EXERCISE BRIEF ▸ Count the lines below that hold the word "common" and say how many, with no other text.
┌──
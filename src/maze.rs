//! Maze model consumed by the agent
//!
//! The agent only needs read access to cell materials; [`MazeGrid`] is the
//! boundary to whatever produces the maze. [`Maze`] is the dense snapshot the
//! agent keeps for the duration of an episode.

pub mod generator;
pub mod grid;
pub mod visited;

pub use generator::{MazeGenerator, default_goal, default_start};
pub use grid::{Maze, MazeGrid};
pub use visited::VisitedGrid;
└──
┌──
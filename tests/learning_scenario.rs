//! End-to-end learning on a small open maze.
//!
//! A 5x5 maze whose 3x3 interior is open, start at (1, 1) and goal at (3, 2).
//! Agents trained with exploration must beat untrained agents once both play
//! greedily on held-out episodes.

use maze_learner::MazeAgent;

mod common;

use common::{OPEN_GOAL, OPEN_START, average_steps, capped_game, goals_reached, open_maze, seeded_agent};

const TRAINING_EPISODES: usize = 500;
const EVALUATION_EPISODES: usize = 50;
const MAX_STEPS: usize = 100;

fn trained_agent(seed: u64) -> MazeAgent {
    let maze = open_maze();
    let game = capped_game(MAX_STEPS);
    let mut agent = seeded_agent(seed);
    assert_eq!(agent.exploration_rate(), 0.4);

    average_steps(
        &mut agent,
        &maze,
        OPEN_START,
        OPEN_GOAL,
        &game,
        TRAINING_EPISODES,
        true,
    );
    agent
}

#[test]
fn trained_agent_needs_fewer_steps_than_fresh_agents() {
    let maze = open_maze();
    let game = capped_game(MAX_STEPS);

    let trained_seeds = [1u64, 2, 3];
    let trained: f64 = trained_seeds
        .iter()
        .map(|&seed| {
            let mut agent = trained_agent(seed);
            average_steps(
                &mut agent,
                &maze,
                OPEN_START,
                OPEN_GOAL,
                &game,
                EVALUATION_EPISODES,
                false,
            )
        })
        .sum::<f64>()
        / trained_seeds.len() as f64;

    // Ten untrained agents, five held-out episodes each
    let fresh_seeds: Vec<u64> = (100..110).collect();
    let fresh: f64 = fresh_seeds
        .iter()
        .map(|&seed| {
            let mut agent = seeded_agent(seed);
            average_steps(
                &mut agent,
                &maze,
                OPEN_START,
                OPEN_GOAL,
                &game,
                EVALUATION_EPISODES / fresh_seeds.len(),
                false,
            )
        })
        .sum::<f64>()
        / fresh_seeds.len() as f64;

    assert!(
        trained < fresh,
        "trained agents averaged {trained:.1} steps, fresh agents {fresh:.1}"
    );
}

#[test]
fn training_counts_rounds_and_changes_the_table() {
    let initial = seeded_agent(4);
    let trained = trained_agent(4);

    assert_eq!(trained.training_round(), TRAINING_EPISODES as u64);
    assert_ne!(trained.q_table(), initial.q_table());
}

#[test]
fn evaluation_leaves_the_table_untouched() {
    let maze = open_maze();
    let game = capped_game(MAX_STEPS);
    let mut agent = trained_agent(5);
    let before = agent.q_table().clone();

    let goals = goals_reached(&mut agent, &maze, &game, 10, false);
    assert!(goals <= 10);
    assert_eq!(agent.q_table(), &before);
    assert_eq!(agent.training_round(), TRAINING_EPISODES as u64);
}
└──
┌──
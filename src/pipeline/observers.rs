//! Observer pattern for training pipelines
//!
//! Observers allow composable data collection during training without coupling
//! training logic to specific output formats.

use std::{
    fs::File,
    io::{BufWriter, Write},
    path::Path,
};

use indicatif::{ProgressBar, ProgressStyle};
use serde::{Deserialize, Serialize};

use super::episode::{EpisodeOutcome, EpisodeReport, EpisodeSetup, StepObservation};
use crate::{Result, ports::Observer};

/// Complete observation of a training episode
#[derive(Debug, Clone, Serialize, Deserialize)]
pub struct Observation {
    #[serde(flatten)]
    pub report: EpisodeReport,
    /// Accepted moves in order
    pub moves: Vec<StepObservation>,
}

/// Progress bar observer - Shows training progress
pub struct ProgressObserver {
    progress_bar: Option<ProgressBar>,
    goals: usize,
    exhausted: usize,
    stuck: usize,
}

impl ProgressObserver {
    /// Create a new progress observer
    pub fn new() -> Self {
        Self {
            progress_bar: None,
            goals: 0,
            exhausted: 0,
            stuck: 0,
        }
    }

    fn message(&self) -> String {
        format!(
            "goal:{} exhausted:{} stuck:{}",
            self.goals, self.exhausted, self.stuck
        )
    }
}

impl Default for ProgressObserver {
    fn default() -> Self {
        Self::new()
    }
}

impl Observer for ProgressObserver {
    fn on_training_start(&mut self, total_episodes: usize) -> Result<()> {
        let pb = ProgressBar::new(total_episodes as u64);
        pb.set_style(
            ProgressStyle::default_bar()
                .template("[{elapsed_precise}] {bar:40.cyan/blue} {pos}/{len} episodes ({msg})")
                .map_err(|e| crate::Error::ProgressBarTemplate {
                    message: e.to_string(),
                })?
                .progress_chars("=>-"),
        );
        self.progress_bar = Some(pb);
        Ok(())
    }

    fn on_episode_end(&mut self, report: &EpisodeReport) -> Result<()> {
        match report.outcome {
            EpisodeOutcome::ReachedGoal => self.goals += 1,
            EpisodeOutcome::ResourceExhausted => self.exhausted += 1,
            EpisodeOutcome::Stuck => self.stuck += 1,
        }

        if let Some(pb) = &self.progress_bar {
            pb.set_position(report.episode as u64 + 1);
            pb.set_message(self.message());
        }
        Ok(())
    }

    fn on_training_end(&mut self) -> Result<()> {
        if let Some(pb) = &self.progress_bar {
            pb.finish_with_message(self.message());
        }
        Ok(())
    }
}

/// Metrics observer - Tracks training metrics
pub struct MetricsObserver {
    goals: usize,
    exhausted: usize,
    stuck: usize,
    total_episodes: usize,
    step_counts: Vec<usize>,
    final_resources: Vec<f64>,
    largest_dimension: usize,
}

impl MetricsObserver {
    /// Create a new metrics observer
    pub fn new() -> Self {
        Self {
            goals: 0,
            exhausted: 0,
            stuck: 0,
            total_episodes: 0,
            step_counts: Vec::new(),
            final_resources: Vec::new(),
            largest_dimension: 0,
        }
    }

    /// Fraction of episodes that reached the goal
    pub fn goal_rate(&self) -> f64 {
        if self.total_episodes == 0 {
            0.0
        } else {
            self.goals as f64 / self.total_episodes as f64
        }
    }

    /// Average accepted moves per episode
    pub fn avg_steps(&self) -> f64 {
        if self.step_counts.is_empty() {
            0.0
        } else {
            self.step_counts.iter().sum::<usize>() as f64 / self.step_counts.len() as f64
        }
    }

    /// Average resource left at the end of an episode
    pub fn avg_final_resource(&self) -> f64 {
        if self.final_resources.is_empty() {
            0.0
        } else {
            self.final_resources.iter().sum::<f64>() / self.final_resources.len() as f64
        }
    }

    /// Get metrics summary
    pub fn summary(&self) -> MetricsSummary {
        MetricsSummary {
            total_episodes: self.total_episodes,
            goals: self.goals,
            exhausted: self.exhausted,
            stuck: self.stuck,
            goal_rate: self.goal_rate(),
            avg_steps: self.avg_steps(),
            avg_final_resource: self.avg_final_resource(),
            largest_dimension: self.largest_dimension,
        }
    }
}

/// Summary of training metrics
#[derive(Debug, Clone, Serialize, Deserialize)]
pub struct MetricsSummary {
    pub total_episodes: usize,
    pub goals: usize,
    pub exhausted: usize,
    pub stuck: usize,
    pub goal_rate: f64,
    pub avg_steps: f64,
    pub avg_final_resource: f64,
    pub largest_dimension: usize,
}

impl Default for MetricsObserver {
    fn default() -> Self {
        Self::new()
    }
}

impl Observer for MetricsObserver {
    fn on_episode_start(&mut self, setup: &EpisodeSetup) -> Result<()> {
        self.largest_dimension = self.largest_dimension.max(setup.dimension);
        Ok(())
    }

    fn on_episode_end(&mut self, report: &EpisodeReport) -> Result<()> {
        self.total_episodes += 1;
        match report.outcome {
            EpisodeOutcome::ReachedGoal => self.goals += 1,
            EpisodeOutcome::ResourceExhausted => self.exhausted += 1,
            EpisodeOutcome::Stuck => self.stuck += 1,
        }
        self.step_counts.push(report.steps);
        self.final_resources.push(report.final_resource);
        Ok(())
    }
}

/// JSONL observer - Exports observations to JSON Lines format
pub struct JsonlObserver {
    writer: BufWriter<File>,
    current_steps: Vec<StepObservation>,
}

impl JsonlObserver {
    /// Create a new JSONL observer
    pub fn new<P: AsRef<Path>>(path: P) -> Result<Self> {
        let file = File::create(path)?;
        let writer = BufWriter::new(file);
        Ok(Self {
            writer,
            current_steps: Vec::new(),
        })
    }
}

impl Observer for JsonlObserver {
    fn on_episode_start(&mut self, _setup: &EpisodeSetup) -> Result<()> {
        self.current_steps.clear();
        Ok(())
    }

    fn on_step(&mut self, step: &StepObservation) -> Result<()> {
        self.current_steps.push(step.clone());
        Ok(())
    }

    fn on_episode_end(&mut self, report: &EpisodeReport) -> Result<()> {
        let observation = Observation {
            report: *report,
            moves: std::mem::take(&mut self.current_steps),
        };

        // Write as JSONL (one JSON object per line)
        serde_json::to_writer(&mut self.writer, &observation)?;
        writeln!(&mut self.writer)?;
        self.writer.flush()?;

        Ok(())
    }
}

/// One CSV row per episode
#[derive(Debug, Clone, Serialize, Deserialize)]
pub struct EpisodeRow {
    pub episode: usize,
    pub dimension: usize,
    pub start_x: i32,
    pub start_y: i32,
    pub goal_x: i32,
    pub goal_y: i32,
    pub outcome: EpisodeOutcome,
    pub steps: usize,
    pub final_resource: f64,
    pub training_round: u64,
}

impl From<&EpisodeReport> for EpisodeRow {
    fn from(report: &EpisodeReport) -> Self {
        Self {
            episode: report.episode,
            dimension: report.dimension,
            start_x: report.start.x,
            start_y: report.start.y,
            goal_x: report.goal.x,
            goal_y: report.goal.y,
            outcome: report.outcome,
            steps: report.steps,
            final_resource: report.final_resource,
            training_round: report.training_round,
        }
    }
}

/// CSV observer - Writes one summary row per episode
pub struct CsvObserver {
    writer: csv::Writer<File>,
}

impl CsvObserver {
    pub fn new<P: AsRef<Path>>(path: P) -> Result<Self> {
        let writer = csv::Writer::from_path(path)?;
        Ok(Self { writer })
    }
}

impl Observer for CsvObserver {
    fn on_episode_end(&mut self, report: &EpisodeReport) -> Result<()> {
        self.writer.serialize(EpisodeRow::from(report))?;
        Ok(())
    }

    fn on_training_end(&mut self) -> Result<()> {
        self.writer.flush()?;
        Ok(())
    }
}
└──
RESULT OF THE TASK ▸ 2